HAYATA ATILAN EN BÜYÜK KAZIK

                Yatağından kalkmakla kalkmamak arasında büyük bir savaş veriyordu. Savaşı, aklına işe geç kalmak gelince kalkmak kazandı. Saate baktı. 20 yılın cefasını çeken külüstür saati yine yarı yolda bırakmıştı onu. Sinirlerine hakim olamadı ve perdeyi hızla çekti. Ona merhaba diyen parlak güneşe aldırmadan mutfağa ilerledi. Dün ısmarladığı pizzadan bir parça aldı.

                Evi her zamanki gibi dağınıktı. Siyah duvarlar odaya kasvetli bir hava veriyordu. Fakat odanın siyah olmasını o istemişti. Ruhu da duvarlar gibi karanlıktı çünkü. Yalnızlığa meydan okuyordu ruhu. Evi toparlamaya yanaşmadı bile. Dolabından her zaman giymekten sıkıldığı siyah takım elbisesini bulması zor oldu. Her şeyi siyahtı onun. Elbiseyi giydi, kapıyı hızla çekti. Apartmanın uzun bir girdabı anımsatan merdivenlerinden indi. Gökyüzü ona inat masmaviydi. Yola koyuldu. Hızlı adımlarla ilerledi. Yolda gördüğü mutlu aile tablosu karşısında ne yapacağını şaşırdı. O korkunç kazada bütün ailesini kaybetmişti. Onun ailesi yoktu. Yalnız başına hayata meydan okuyanlardandı o. İçinde fırtınalar kopuyordu. O hiç belli etmeden yürüdü. İş yerine varması 10 dakikasını aldı. Mavi camlı, büyük şirket bir kafesti onun için. Her girdiğinde canını yakan bir kafes. Asansöre bindi, odasına giderken patronuyla karşılaştı. 20 yıldır değişmiyordu patronu.  Yüzünde, işe geç kalan çalışanlarına kızmaktan çukur bir bölge oluşmuştu. Sanki bir daha geç kalırsan seni kovarım der gibi bakış attı ve gitti.

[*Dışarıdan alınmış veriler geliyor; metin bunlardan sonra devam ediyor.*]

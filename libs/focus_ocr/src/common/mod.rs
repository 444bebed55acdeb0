mod errors;
mod types;

pub use errors::OcrError;
pub use types::Region;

Müdürün yoklamasını ucuz atlatmıştı.

                Odasına girdi. Şirketin en küçük, en karanlık odası ona verilmişti. Masadaki evrakları düzenlemeye başladı. Az sonra şirketin en genç sekreteri ona başından kalkamayacağı en az on ton evrak getirdi. Geç kalmasının cezası da buydu. O ne kadar istemese de sıkıcı hayatı zorluklarla devam ediyordu. Durdu. Birden aklına bu sıkıcı hayatına son vermek geldi. Ceketini aldığı gibi dışarı çıktı. Artık kafesinden kurtulmuştu. Özgür bir kuştu o. Kanatlarını çırptı. Yıllardır uçmadığı için kanatları ona küsmüştü. O çırpındı ağa takılan bir balık gibi. Her çırpındığında kanatları daha çok ikna oldu. Yavaş yavaş kıvılcımlar çıktı yorgun kanatlarından. Ve sonunda alev aldı. Onu en çok rahatlatan yere deniz kenarına uçtu. Kumsalda otururken hayatını gözden geçirdi. Biraz düşündükten sonra buraya niçin geldiğini hatırladı. Bu kötü dünya ona bir kazık daha atmadan o hayata en büyük kazığı atacaktı. O ölse dünyanın umrunda mı olurdu sanki? Paçalarını sıvadı. Masmavi dalgaların arasında yürüdü. Bir daha işe geç kalmanın bile uyandıramayacağı sonsuz bir uykuya doğru.